If you have ever seen a web address that looks like a keyboard fell down the stairs — a long jumble of letters and numbers ending in .onion — you have seen a Tor hidden-service address. These are the addresses that directory pages like the Hidden Wiki try to catalog. Here is what they actually are.
Not a domain name — a cryptographic key
A normal web address like example.com is a friendly name that a domain registrar sold to someone. A .onion address works completely differently. It is derived directly from a cryptographic public key generated by the site’s operator. The address is the key, encoded as text.
For a different angle, see deep web versus dark web explained.

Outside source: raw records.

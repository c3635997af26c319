//! Domain error types.

use rust_decimal::Decimal;
use thiserror::Error;

/// Errors raised by domain types outside of request validation.
///
/// A request that fails validation is not an error; it yields a
/// [`ValidationOutcome`](crate::ValidationOutcome) with a reason.
#[derive(Debug, Error, PartialEq, Eq)]
pub enum DomainError {
    /// The side string is neither BACK nor LAY.
    #[error("invalid side: {0}")]
    InvalidSide(String),

    /// Stake bounds are not a usable range.
    #[error("invalid stake limits: min {min}, max {max}")]
    InvalidStakeLimits { min: Decimal, max: Decimal },

    /// Odds bounds are not a usable range.
    #[error("invalid odds limits: min {min}, max {max}")]
    InvalidOddsLimits { min: Decimal, max: Decimal },
}
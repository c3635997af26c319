use std::collections::HashMap;

use chrono::{DateTime, Utc};
use serde::{Deserialize, Serialize};
use uuid::Uuid;

use crate::{EventStoreError, SagaId};

/// Unique identifier for a logged event.
#[derive(Debug, Clone, Copy, PartialEq, Eq, Hash, Serialize, Deserialize)]
#[serde(transparent)]
pub struct EventId(Uuid);

impl EventId {
    /// Creates a new random event ID.
    pub fn new() -> Self {
        Self(Uuid::new_v4())
    }

    /// Creates an event ID from an existing UUID.
    pub fn from_uuid(uuid: Uuid) -> Self {
        Self(uuid)
    }

    /// Returns the underlying UUID.
    pub fn as_uuid(&self) -> Uuid {
        self.0
    }
}

impl Default for EventId {
    fn default() -> Self {
        Self::new()
    }
}

impl std::fmt::Display for EventId {
    fn fmt(&self, f: &mut std::fmt::Formatter<'_>) -> std::fmt::Result {
        write!(f, "{}", self.0)
    }
}

/// Position of an event within its stream, used for optimistic concurrency.
///
/// A stream with no events is at version 0; the first event is version 1.
#[derive(
    Debug, Clone, Copy, PartialEq, Eq, PartialOrd, Ord, Hash, Default, Serialize, Deserialize,
)]
#[serde(transparent)]
pub struct Version(i64);

impl Version {
    /// Creates a new version from a raw value.
    pub fn new(value: i64) -> Self {
        Self(value)
    }

    /// Version of a stream that has no events yet.
    pub fn initial() -> Self {
        Self(0)
    }

    /// Version of the first event in a stream.
    pub fn first() -> Self {
        Self(1)
    }

    /// Returns the next version.
    pub fn next(&self) -> Self {
        Self(self.0 + 1)
    }

    /// Returns the raw version value.
    pub fn as_i64(&self) -> i64 {
        self.0
    }
}

impl std::fmt::Display for Version {
    fn fmt(&self, f: &mut std::fmt::Formatter<'_>) -> std::fmt::Result {
        write!(f, "{}", self.0)
    }
}

impl From<i64> for Version {
    fn from(value: i64) -> Self {
        Self(value)
    }
}

/// One entry of a saga's log stream.
///
/// The payload is the serialized saga event; the envelope carries what the
/// store needs to order, filter and version it.
#[derive(Debug, Clone, Serialize, Deserialize)]
pub struct EventEnvelope {
    /// Unique identifier for this entry.
    pub event_id: EventId,

    /// The event's type name (e.g. "FundsReserved").
    pub event_type: String,

    /// The saga this entry belongs to.
    pub stream_id: SagaId,

    /// The kind of stream (e.g. "OrderPlacementSaga").
    pub stream_type: String,

    /// The version of the stream after this entry.
    pub version: Version,

    /// When the entry was recorded.
    pub timestamp: DateTime<Utc>,

    /// The event payload as JSON.
    pub payload: serde_json::Value,

    /// Free-form metadata (correlation IDs and the like).
    pub metadata: HashMap<String, serde_json::Value>,
}

impl EventEnvelope {
    /// Creates a new envelope builder.
    pub fn builder() -> EventEnvelopeBuilder {
        EventEnvelopeBuilder::default()
    }
}

/// Builder for [`EventEnvelope`].
#[derive(Debug, Default)]
pub struct EventEnvelopeBuilder {
    event_id: Option<EventId>,
    event_type: Option<String>,
    stream_id: Option<SagaId>,
    stream_type: Option<String>,
    version: Option<Version>,
    timestamp: Option<DateTime<Utc>>,
    payload: Option<serde_json::Value>,
    metadata: HashMap<String, serde_json::Value>,
}

impl EventEnvelopeBuilder {
    /// Sets the event ID. If not set, a new ID will be generated.
    pub fn event_id(mut self, id: EventId) -> Self {
        self.event_id = Some(id);
        self
    }

    pub fn event_type(mut self, event_type: impl Into<String>) -> Self {
        self.event_type = Some(event_type.into());
        self
    }

    pub fn stream_id(mut self, id: SagaId) -> Self {
        self.stream_id = Some(id);
        self
    }

    pub fn stream_type(mut self, stream_type: impl Into<String>) -> Self {
        self.stream_type = Some(stream_type.into());
        self
    }

    pub fn version(mut self, version: Version) -> Self {
        self.version = Some(version);
        self
    }

    /// Sets the timestamp. If not set, the current time will be used.
    pub fn timestamp(mut self, timestamp: DateTime<Utc>) -> Self {
        self.timestamp = Some(timestamp);
        self
    }

    /// Sets the payload from a serializable value.
    pub fn payload<T: Serialize>(mut self, payload: &T) -> Result<Self, serde_json::Error> {
        self.payload = Some(serde_json::to_value(payload)?);
        Ok(self)
    }

    /// Sets the payload from a raw JSON value.
    pub fn payload_raw(mut self, payload: serde_json::Value) -> Self {
        self.payload = Some(payload);
        self
    }

    /// Adds a metadata entry.
    pub fn metadata(mut self, key: impl Into<String>, value: serde_json::Value) -> Self {
        self.metadata.insert(key.into(), value);
        self
    }

    /// Builds the envelope, failing if a required field was never set.
    pub fn build(self) -> Result<EventEnvelope, EventStoreError> {
        Ok(EventEnvelope {
            event_id: self.event_id.unwrap_or_default(),
            event_type: self
                .event_type
                .ok_or(EventStoreError::IncompleteEnvelope("event_type"))?,
            stream_id: self
                .stream_id
                .ok_or(EventStoreError::IncompleteEnvelope("stream_id"))?,
            stream_type: self
                .stream_type
                .ok_or(EventStoreError::IncompleteEnvelope("stream_type"))?,
            version: self
                .version
                .ok_or(EventStoreError::IncompleteEnvelope("version"))?,
            timestamp: self.timestamp.unwrap_or_else(Utc::now),
            payload: self
                .payload
                .ok_or(EventStoreError::IncompleteEnvelope("payload"))?,
            metadata: self.metadata,
        })
    }
}

#[cfg(test)]
mod tests {
    use super::*;

    #[test]
    fn test_version_ordering() {
        let v1 = Version::new(1);
        let v2 = Version::new(2);
        assert!(v1 < v2);
        assert_eq!(v1.next(), v2);
        assert_eq!(Version::initial().next(), Version::first());
    }

    #[test]
    fn test_builder_sets_every_field() {
        let saga_id = SagaId::new();
        let payload = serde_json::json!({"reservation_id": "res-1"});

        let envelope = EventEnvelope::builder()
            .event_type("FundsReserved")
            .stream_id(saga_id)
            .stream_type("OrderPlacementSaga")
            .version(Version::new(4))
            .payload_raw(payload.clone())
            .metadata("correlation_id", serde_json::json!("abc"))
            .build()
            .unwrap();

        assert_eq!(envelope.event_type, "FundsReserved");
        assert_eq!(envelope.stream_id, saga_id);
        assert_eq!(envelope.stream_type, "OrderPlacementSaga");
        assert_eq!(envelope.version, Version::new(4));
        assert_eq!(envelope.payload, payload);
        assert_eq!(
            envelope.metadata.get("correlation_id"),
            Some(&serde_json::json!("abc"))
        );
    }

    #[test]
    fn test_builder_reports_the_missing_field() {
        let err = EventEnvelope::builder()
            .event_type("SagaStarted")
            .stream_id(SagaId::new())
            .stream_type("OrderPlacementSaga")
            .payload_raw(serde_json::json!({}))
            .build()
            .unwrap_err();

        assert!(matches!(err, EventStoreError::IncompleteEnvelope("version")));
    }
}
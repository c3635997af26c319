//! API error types with HTTP response mapping.

use axum::extract::rejection::JsonRejection;
use axum::http::StatusCode;
use axum::response::{IntoResponse, Response};
use saga::SagaError;

/// API-level error type that maps to HTTP responses.
#[derive(Debug)]
pub enum ApiError {
    /// Resource not found.
    NotFound(String),
    /// Bad request from the client.
    BadRequest(String),
    /// The request conflicts with the saga's current state.
    Conflict(String),
    /// Saga engine error.
    Saga(SagaError),
}

impl IntoResponse for ApiError {
    fn into_response(self) -> Response {
        let (status, message) = match self {
            ApiError::NotFound(msg) => (StatusCode::NOT_FOUND, msg),
            ApiError::BadRequest(msg) => (StatusCode::BAD_REQUEST, msg),
            ApiError::Conflict(msg) => (StatusCode::CONFLICT, msg),
            ApiError::Saga(err) => saga_error_to_response(err),
        };

        let body = serde_json::json!({ "error": message });
        (status, axum::Json(body)).into_response()
    }
}

fn saga_error_to_response(err: SagaError) -> (StatusCode, String) {
    match &err {
        SagaError::NotFound(_) => (StatusCode::NOT_FOUND, err.to_string()),
        SagaError::AlreadyExists(_) => (StatusCode::CONFLICT, err.to_string()),
        SagaError::ShuttingDown => (StatusCode::SERVICE_UNAVAILABLE, err.to_string()),
        _ if err.is_conflict() => (StatusCode::CONFLICT, err.to_string()),
        _ => {
            tracing::error!(error = %err, "internal server error");
            (StatusCode::INTERNAL_SERVER_ERROR, err.to_string())
        }
    }
}

impl From<SagaError> for ApiError {
    fn from(err: SagaError) -> Self {
        ApiError::Saga(err)
    }
}

impl From<JsonRejection> for ApiError {
    fn from(rejection: JsonRejection) -> Self {
        ApiError::BadRequest(rejection.body_text())
    }
}
pub mod health;
pub mod metrics;
pub mod orders;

That is why they are so long (56 characters in the current version) and impossible to guess. Nobody “registers” a .onion name at a central authority; the math produces it. This design has a neat side effect: the address is self-authenticating. When you connect, Tor can verify the site truly holds the matching key, which helps prevent one site from impersonating another’s address.
Why they exist
The randomness is the point. Because the address comes from a key rather than a registry, a hidden service can:
- Prove its identity cryptographically, without certificates from an outside authority.
- Stay reachable without publishing the operator’s server location or IP.
- Resist tampering, since a changed address means a different key entirely.
The trade-off is obvious: nobody can remember abcd…wxyz.onion. That memorability gap is precisely why human-readable directories became popular in the first place — and why they are also easy to fake.
How to read one safely
Because the whole address is meaningful, a single wrong character points to a different site. Scammers exploit this by publishing addresses that look almost identical to a well-known one. A few habits help:
- Treat every character as significant — do not “eyeball” the middle of the string.
- Get addresses from a source you already trust, not from a random list.
- Remember that a valid, working .onion address still tells you nothing about whether the site is honest.
Frequently asked questions
Why are .onion addresses so long and random?
Because they are derived from a cryptographic public key. That randomness is what makes each address secure and self-authenticating.
Can you open a .onion link in a normal browser?
No. A .onion address only resolves inside the Tor network, so it needs Tor-capable software. An ordinary browser cannot reach it.